There is a paradox in medical device research that is rarely discussed openly.
The most controlled, expensive and rigorously monitored method of generating clinical evidence (the interventional trial) often produces evidence that becomes less useful once the device enters real clinical practice.
Clinical trials typically ask: Does the device work under optimal conditions, with selected patients, expert investigators and intensive follow-up?
Healthcare systems ask something else: Does it work in routine practice, with real patients and real constraints?
This is the question Real-World Evidence (RWE) answers.
MDR and the rise of post-market data
The EU Medical Device Regulation (EU) 2017/745 has unintentionally accelerated the development of real-world data infrastructures.

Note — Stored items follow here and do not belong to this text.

//! Request timing and counters.
//!
//! Three layers of measurement:
//!
//! - [`RequestMetrics`]: internal and external milliseconds for one request.
//! - [`AggregateMetrics`]: process-wide running averages over requests and
//!   a popularity count of search queries.
//! - [`SourceMetrics`]: cache hit/miss and API success/failure counters for
//!   the TheMealDB adapter, split by operation.
//!
//! All of them are thread-safe and cheap to update from request handlers.

use std::collections::HashMap;
use std::future::Future;
use std::panic::{catch_unwind, AssertUnwindSafe};
use std::sync::atomic::{AtomicU64, Ordering};
use std::sync::{Arc, Mutex, PoisonError};
use std::time::Instant;

use serde::Serialize;
use serde_json::{json, Value};
use tracing::debug;

/// Observer invoked with the elapsed milliseconds of an external operation.
pub type TimingCallback = Arc<dyn Fn(f64) + Send + Sync>;

/// Invoke an optional timing callback. A panicking callback is logged and
/// swallowed.
pub fn notify_timing(callback: Option<&TimingCallback>, elapsed_ms: f64) {
    let Some(callback) = callback else {
        return;
    };
    if catch_unwind(AssertUnwindSafe(|| callback(elapsed_ms))).is_err() {
        debug!(elapsed_ms, "Timing callback panicked");
    }
}

/// Await `fut` and return its output with the elapsed wall time in ms.
pub async fn timed<F: Future>(fut: F) -> (F::Output, f64) {
    let start = Instant::now();
    let out = fut.await;
    (out, elapsed_ms(start))
}

/// Milliseconds elapsed since `start`.
pub fn elapsed_ms(start: Instant) -> f64 {
    start.elapsed().as_secs_f64() * 1000.0
}

fn round2(ms: f64) -> f64 {
    (ms * 100.0).round() / 100.0
}

// ============ Per request ============

/// Timing breakdown of a single API request.
#[derive(Debug, Clone, Copy, Default, PartialEq, Serialize)]
pub struct RequestMetrics {
    pub internal_ms: f64,
    pub external_ms: f64,
}

impl RequestMetrics {
    pub fn new() -> Self {
        Self::default()
    }

    pub fn record_internal(&mut self, ms: f64) {
        self.internal_ms += ms;
    }

    pub fn record_external(&mut self, ms: f64) {
        self.external_ms += ms;
    }

    /// JSON body fragment, rounded to two decimals.
    pub fn to_json(&self) -> Value {
        json!({
            "internal_ms": round2(self.internal_ms),
            "external_ms": round2(self.external_ms),
        })
    }
}

// ============ Aggregate ============

/// Longest query prefix kept as a search popularity key.
const SEARCH_KEY_CHARS: usize = 100;
/// Distinct queries tracked; later new queries are not counted.
const MAX_TRACKED_SEARCHES: usize = 1000;
/// Entries reported in the `top_searches` snapshot.
const TOP_SEARCHES: usize = 10;

/// Popularity key for a search query: trimmed, lower-cased, truncated.
fn search_popularity_key(query: &str) -> String {
    let key: String = query
        .trim()
        .to_lowercase()
        .chars()
        .take(SEARCH_KEY_CHARS)
        .collect();
    if key.is_empty() {
        "empty".to_string()
    } else {
        key
    }
}

#[derive(Debug, Default)]
struct Totals {
    requests: u64,
    internal_ms: f64,
    internal_count: u64,
    external_ms: f64,
    external_count: u64,
}

/// Running totals over every request served by this process.
///
/// Averages count only requests where the respective side took a positive
/// amount of time, so requests that never touched TheMealDB do not drag the
/// external average towards zero.
#[derive(Debug, Default)]
pub struct AggregateMetrics {
    totals: Mutex<Totals>,
    searches: Mutex<HashMap<String, u64>>,
}

impl AggregateMetrics {
    pub fn new() -> Self {
        Self::default()
    }

    pub fn record(&self, request: &RequestMetrics) {
        let mut totals = self.totals.lock().unwrap_or_else(PoisonError::into_inner);
        totals.requests += 1;
        if request.internal_ms > 0.0 {
            totals.internal_ms += request.internal_ms;
            totals.internal_count += 1;
        }
        if request.external_ms > 0.0 {
            totals.external_ms += request.external_ms;
            totals.external_count += 1;
        }
    }

    /// Count one search for `query`.
    pub fn record_search(&self, query: &str) {
        let key = search_popularity_key(query);
        let mut searches = self.searches.lock().unwrap_or_else(PoisonError::into_inner);
        if let Some(count) = searches.get_mut(&key) {
            *count += 1;
        } else if searches.len() < MAX_TRACKED_SEARCHES {
            searches.insert(key, 1);
        }
    }

    /// Most frequent queries, highest count first, ties by query.
    pub fn top_searches(&self, limit: usize) -> Vec<(String, u64)> {
        let searches = self.searches.lock().unwrap_or_else(PoisonError::into_inner);
        let mut top: Vec<(String, u64)> = searches.iter().map(|(q, n)| (q.clone(), *n)).collect();
        top.sort_by(|a, b| b.1.cmp(&a.1).then_with(|| a.0.cmp(&b.0)));
        top.truncate(limit);
        top
    }

    pub fn snapshot(&self) -> Value {
        let top_searches: Vec<Value> = self
            .top_searches(TOP_SEARCHES)
            .into_iter()
            .map(|(query, count)| json!({ "query": query, "count": count }))
            .collect();
        let totals = self.totals.lock().unwrap_or_else(PoisonError::into_inner);
        let avg = |sum: f64, n: u64| if n == 0 { 0.0 } else { round2(sum / n as f64) };
        json!({
            "requests": totals.requests,
            "internal": {
                "count": totals.internal_count,
                "total_ms": round2(totals.internal_ms),
                "avg_ms": avg(totals.internal_ms, totals.internal_count),
            },
            "external": {
                "count": totals.external_count,
                "total_ms": round2(totals.external_ms),
                "avg_ms": avg(totals.external_ms, totals.external_count),
            },
            "top_searches": top_searches,
        })
    }
}

// ============ Source counters ============

/// Adapter operation a counter belongs to.
#[derive(Debug, Clone, Copy, PartialEq, Eq)]
pub enum Operation {
    Search,
    Meal,
}

#[derive(Debug, Default)]
struct OperationCounters {
    cache_hits: AtomicU64,
    cache_misses: AtomicU64,
    api_success: AtomicU64,
    api_failure: AtomicU64,
}

impl OperationCounters {
    fn snapshot(&self) -> Value {
        json!({
            "cache_hits": self.cache_hits.load(Ordering::Relaxed),
            "cache_misses": self.cache_misses.load(Ordering::Relaxed),
            "api_success": self.api_success.load(Ordering::Relaxed),
            "api_failure": self.api_failure.load(Ordering::Relaxed),
        })
    }
}

/// Cache and upstream counters for the TheMealDB adapter.
#[derive(Debug, Default)]
pub struct SourceMetrics {
    search: OperationCounters,
    meal: OperationCounters,
    /// (round trips, total ms) of network calls reported by the timing callback.
    upstream: Mutex<(u64, f64)>,
}

impl SourceMetrics {
    pub fn new() -> Self {
        Self::default()
    }

    fn counters(&self, op: Operation) -> &OperationCounters {
        match op {
            Operation::Search => &self.search,
            Operation::Meal => &self.meal,
        }
    }

    pub fn record_cache_hit(&self, op: Operation) {
        self.counters(op).cache_hits.fetch_add(1, Ordering::Relaxed);
    }

    pub fn record_cache_miss(&self, op: Operation) {
        self.counters(op)
            .cache_misses
            .fetch_add(1, Ordering::Relaxed);
    }

    pub fn record_api_call(&self, op: Operation, success: bool) {
        let counters = self.counters(op);
        let counter = if success {
            &counters.api_success
        } else {
            &counters.api_failure
        };
        counter.fetch_add(1, Ordering::Relaxed);
    }

    /// Record the duration of one upstream round trip. Zero durations come
    /// from cache hits and are ignored.
    pub fn record_upstream_ms(&self, ms: f64) {
        if ms <= 0.0 {
            return;
        }
        let mut upstream = self.upstream.lock().unwrap_or_else(PoisonError::into_inner);
        upstream.0 += 1;
        upstream.1 += ms;
    }

    pub fn cache_hits(&self, op: Operation) -> u64 {
        self.counters(op).cache_hits.load(Ordering::Relaxed)
    }

    pub fn api_calls(&self, op: Operation) -> u64 {
        let counters = self.counters(op);
        counters.api_success.load(Ordering::Relaxed) + counters.api_failure.load(Ordering::Relaxed)
    }

    pub fn snapshot(&self) -> Value {
        let (calls, total_ms) = *self.upstream.lock().unwrap_or_else(PoisonError::into_inner);
        let avg_ms = if calls == 0 { 0.0 } else { round2(total_ms / calls as f64) };
        json!({
            "search": self.search.snapshot(),
            "meal": self.meal.snapshot(),
            "upstream": {
                "calls": calls,
                "total_ms": round2(total_ms),
                "avg_ms": avg_ms,
            },
        })
    }
}
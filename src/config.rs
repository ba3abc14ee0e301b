use anyhow::{Context, Result};
use serde::Deserialize;
use std::path::{Path, PathBuf};

use crate::mealdb::DEFAULT_BASE_URL;

/// Environment variable that overrides `cache.redis_url`.
pub const REDIS_URL_ENV: &str = "REDIS_URL";

#[derive(Debug, Deserialize, Clone)]
pub struct Config {
    pub db: DbConfig,
    #[serde(default)]
    pub server: ServerConfig,
    #[serde(default)]
    pub external: ExternalConfig,
    #[serde(default)]
    pub cache: CacheConfig,
}

#[derive(Debug, Deserialize, Clone)]
pub struct DbConfig {
    pub path: PathBuf,
}

#[derive(Debug, Deserialize, Clone)]
pub struct ServerConfig {
    #[serde(default = "default_bind")]
    pub bind: String,
    /// JSON array imported on `serve` when the store is empty.
    #[serde(default)]
    pub seed_file: Option<PathBuf>,
    #[serde(default = "default_max_import_bytes")]
    pub max_import_bytes: usize,
}

impl Default for ServerConfig {
    fn default() -> Self {
        Self {
            bind: default_bind(),
            seed_file: None,
            max_import_bytes: default_max_import_bytes(),
        }
    }
}

fn default_bind() -> String {
    "127.0.0.1:8000".to_string()
}
fn default_max_import_bytes() -> usize {
    1_000_000
}

#[derive(Debug, Deserialize, Clone)]
pub struct ExternalConfig {
    #[serde(default = "default_true")]
    pub enabled: bool,
    #[serde(default = "default_base_url")]
    pub base_url: String,
    #[serde(default = "default_timeout_secs")]
    pub timeout_secs: u64,
}

impl Default for ExternalConfig {
    fn default() -> Self {
        Self {
            enabled: true,
            base_url: default_base_url(),
            timeout_secs: default_timeout_secs(),
        }
    }
}

fn default_true() -> bool {
    true
}
fn default_base_url() -> String {
    DEFAULT_BASE_URL.to_string()
}
fn default_timeout_secs() -> u64 {
    10
}

#[derive(Debug, Deserialize, Clone)]
pub struct CacheConfig {
    /// `redis`, `memory` or `none`.
    #[serde(default = "default_cache_backend")]
    pub backend: String,
    #[serde(default = "default_redis_url")]
    pub redis_url: String,
}

impl Default for CacheConfig {
    fn default() -> Self {
        Self {
            backend: default_cache_backend(),
            redis_url: default_redis_url(),
        }
    }
}

fn default_cache_backend() -> String {
    "redis".to_string()
}
fn default_redis_url() -> String {
    "redis://localhost:6379/0".to_string()
}

impl CacheConfig {
    /// Redis URL after applying the `REDIS_URL` override. `None` when
    /// caching is switched off (`""`, `false`, `none` or `0`).
    pub fn effective_redis_url(&self) -> Option<String> {
        let url = std::env::var(REDIS_URL_ENV).unwrap_or_else(|_| self.redis_url.clone());
        resolve_redis_url(&url)
    }
}

fn resolve_redis_url(raw: &str) -> Option<String> {
    let url = raw.trim();
    match url.to_ascii_lowercase().as_str() {
        "" | "false" | "none" | "0" => None,
        _ => Some(url.to_string()),
    }
}

impl Config {
    /// Configuration for commands that never touch the database or network
    /// through a config file.
    pub fn minimal() -> Self {
        Self {
            db: DbConfig {
                path: PathBuf::from("./data/recipes.sqlite"),
            },
            server: ServerConfig::default(),
            external: ExternalConfig::default(),
            cache: CacheConfig {
                backend: "none".to_string(),
                redis_url: String::new(),
            },
        }
    }
}

pub fn load_config(path: &Path) -> Result<Config> {
    let content = std::fs::read_to_string(path)
        .with_context(|| format!("Failed to read config file: {}", path.display()))?;

    let config: Config = toml::from_str(&content).with_context(|| "Failed to parse config file")?;

    if config.external.timeout_secs == 0 {
        anyhow::bail!("external.timeout_secs must be > 0");
    }

    if config.external.base_url.trim().is_empty() {
        anyhow::bail!("external.base_url must not be empty");
    }

    if config.server.max_import_bytes == 0 {
        anyhow::bail!("server.max_import_bytes must be > 0");
    }

    match config.cache.backend.as_str() {
        "redis" | "memory" | "none" => {}
        other => anyhow::bail!(
            "Unknown cache backend: '{}'. Must be redis, memory, or none.",
            other
        ),
    }

    Ok(config)
}

#[cfg(test)]
mod tests {
    use super::*;
    use std::io::Write;

    fn write_config(body: &str) -> tempfile::NamedTempFile {
        let mut file = tempfile::NamedTempFile::new().unwrap();
        file.write_all(body.as_bytes()).unwrap();
        file
    }

    #[test]
    fn applies_defaults() {
        let file = write_config("[db]\npath = \"./data/r.sqlite\"\n");
        let config = load_config(file.path()).unwrap();
        assert_eq!(config.server.bind, "127.0.0.1:8000");
        assert_eq!(config.server.max_import_bytes, 1_000_000);
        assert!(config.server.seed_file.is_none());
        assert!(config.external.enabled);
        assert_eq!(config.external.base_url, DEFAULT_BASE_URL);
        assert_eq!(config.external.timeout_secs, 10);
        assert_eq!(config.cache.backend, "redis");
    }

    #[test]
    fn rejects_zero_timeout() {
        let file = write_config("[db]\npath = \"x\"\n[external]\ntimeout_secs = 0\n");
        let err = load_config(file.path()).unwrap_err();
        assert!(err.to_string().contains("timeout_secs"));
    }

    #[test]
    fn rejects_unknown_cache_backend() {
        let file = write_config("[db]\npath = \"x\"\n[cache]\nbackend = \"memcached\"\n");
        let err = load_config(file.path()).unwrap_err();
        assert!(err.to_string().contains("memcached"));
    }

    #[test]
    fn missing_file_is_an_error() {
        assert!(load_config(Path::new("/nonexistent/recipes.toml")).is_err());
    }

    #[test]
    fn disabling_values_turn_off_redis() {
        for raw in ["", "false", "None", " 0 "] {
            assert_eq!(resolve_redis_url(raw), None, "{:?}", raw);
        }
        assert_eq!(
            resolve_redis_url(" redis://cache:6379/1 ").as_deref(),
            Some("redis://cache:6379/1")
        );
    }
}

Through requirements such as PMCF programs, periodic safety reporting and active post-market surveillance, manufacturers have been pushed to collect and analyze data on device performance in real clinical settings.
However, most of these systems were designed with a single objective: MDR compliance.
As a result, many post-market programs collect data that satisfies regulatory requirements but does not address the questions that determine market adoption, reimbursement and clinical value.
Why HTA is shifting the focus
With the introduction of the EU Health Technology Assessment Regulation (EU) 2021/2282, the evaluation of health technologies in Europe is increasingly focused on comparative clinical value.
Decision makers want to understand how a device performs relative to existing alternatives, across broader patient populations and within real healthcare systems.
Pre-market trials rarely provide a complete answer. Many are single-arm studies, involve selected populations or take place in specialized centers that do not reflect everyday clinical practice.
Real-world evidence fills that gap by capturing how devices perform in routine care and across diverse clinical contexts.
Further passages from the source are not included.